Identify every line in the records below that contains the word "join", and reproduce each one.

Stored data entries
※
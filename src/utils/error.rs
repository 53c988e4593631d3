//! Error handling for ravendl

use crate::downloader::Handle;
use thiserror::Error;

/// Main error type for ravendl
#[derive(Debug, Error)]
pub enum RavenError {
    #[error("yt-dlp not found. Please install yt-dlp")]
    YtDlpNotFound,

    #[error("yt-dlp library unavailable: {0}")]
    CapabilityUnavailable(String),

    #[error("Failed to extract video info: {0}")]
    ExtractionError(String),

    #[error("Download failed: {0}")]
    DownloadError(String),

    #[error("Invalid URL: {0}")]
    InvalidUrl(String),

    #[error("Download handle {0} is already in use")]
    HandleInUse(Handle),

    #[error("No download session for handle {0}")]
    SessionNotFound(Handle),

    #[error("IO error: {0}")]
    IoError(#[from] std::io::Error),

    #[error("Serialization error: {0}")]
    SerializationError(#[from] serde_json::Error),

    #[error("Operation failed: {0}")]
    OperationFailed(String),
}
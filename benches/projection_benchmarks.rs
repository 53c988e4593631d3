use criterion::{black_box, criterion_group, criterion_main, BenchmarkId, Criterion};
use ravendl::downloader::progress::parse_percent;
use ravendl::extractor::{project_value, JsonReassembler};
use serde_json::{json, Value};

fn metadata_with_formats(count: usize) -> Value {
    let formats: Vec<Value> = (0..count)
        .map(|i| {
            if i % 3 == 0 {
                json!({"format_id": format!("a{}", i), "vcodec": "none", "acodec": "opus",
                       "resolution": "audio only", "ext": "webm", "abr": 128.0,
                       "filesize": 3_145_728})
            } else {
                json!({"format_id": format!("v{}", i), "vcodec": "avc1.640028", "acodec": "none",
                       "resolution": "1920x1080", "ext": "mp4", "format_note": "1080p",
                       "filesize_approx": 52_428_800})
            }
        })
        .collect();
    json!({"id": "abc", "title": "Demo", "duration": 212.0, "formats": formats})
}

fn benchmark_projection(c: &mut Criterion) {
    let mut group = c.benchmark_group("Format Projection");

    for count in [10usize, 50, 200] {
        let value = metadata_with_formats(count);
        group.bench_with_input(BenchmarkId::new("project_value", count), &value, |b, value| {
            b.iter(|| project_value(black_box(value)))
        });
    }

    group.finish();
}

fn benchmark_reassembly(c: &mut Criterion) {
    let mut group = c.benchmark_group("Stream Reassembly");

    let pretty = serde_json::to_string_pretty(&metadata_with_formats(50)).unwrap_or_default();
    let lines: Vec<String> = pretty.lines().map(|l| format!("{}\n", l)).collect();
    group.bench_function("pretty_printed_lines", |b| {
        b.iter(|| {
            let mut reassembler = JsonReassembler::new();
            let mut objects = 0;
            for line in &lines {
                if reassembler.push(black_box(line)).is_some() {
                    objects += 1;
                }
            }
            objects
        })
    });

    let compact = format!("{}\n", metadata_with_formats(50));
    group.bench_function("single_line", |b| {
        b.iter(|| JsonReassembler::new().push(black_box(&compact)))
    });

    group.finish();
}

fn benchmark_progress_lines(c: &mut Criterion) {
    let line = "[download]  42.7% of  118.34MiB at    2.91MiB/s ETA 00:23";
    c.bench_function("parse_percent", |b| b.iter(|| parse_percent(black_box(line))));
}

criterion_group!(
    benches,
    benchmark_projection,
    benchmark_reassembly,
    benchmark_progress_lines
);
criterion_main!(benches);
※
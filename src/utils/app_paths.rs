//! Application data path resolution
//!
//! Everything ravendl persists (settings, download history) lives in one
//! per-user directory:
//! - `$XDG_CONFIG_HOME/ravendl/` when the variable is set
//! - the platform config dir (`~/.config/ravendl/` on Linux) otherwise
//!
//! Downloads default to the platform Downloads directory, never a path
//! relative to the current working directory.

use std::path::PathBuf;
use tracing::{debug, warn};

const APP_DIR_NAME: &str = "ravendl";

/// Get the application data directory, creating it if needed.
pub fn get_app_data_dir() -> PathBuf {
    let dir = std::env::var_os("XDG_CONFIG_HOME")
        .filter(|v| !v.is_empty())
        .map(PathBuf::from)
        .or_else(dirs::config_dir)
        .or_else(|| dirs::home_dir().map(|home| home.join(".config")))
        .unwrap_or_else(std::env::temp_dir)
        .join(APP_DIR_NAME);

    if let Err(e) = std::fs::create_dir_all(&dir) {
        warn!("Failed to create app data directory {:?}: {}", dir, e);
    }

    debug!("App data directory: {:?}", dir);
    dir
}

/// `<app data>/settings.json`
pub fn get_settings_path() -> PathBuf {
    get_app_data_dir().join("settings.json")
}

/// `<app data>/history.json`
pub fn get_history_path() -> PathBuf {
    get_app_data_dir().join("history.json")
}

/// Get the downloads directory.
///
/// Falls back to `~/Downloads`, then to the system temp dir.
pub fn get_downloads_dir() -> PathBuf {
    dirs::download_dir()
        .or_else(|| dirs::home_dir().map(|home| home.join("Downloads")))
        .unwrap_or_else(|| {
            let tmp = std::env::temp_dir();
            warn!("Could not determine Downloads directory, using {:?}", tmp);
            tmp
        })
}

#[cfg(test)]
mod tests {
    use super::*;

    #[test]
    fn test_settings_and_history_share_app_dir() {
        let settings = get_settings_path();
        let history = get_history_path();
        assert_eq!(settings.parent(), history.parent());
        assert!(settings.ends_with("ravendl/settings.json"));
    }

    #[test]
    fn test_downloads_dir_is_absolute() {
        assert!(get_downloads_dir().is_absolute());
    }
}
※
— COMPLETED TASK —
        .or_else(|| dirs::home_dir().map(|home| home.join(".config")))
        .join(APP_DIR_NAME);
    get_app_data_dir().join("settings.json")
    get_app_data_dir().join("history.json")
        .or_else(|| dirs::home_dir().map(|home| home.join("Downloads")))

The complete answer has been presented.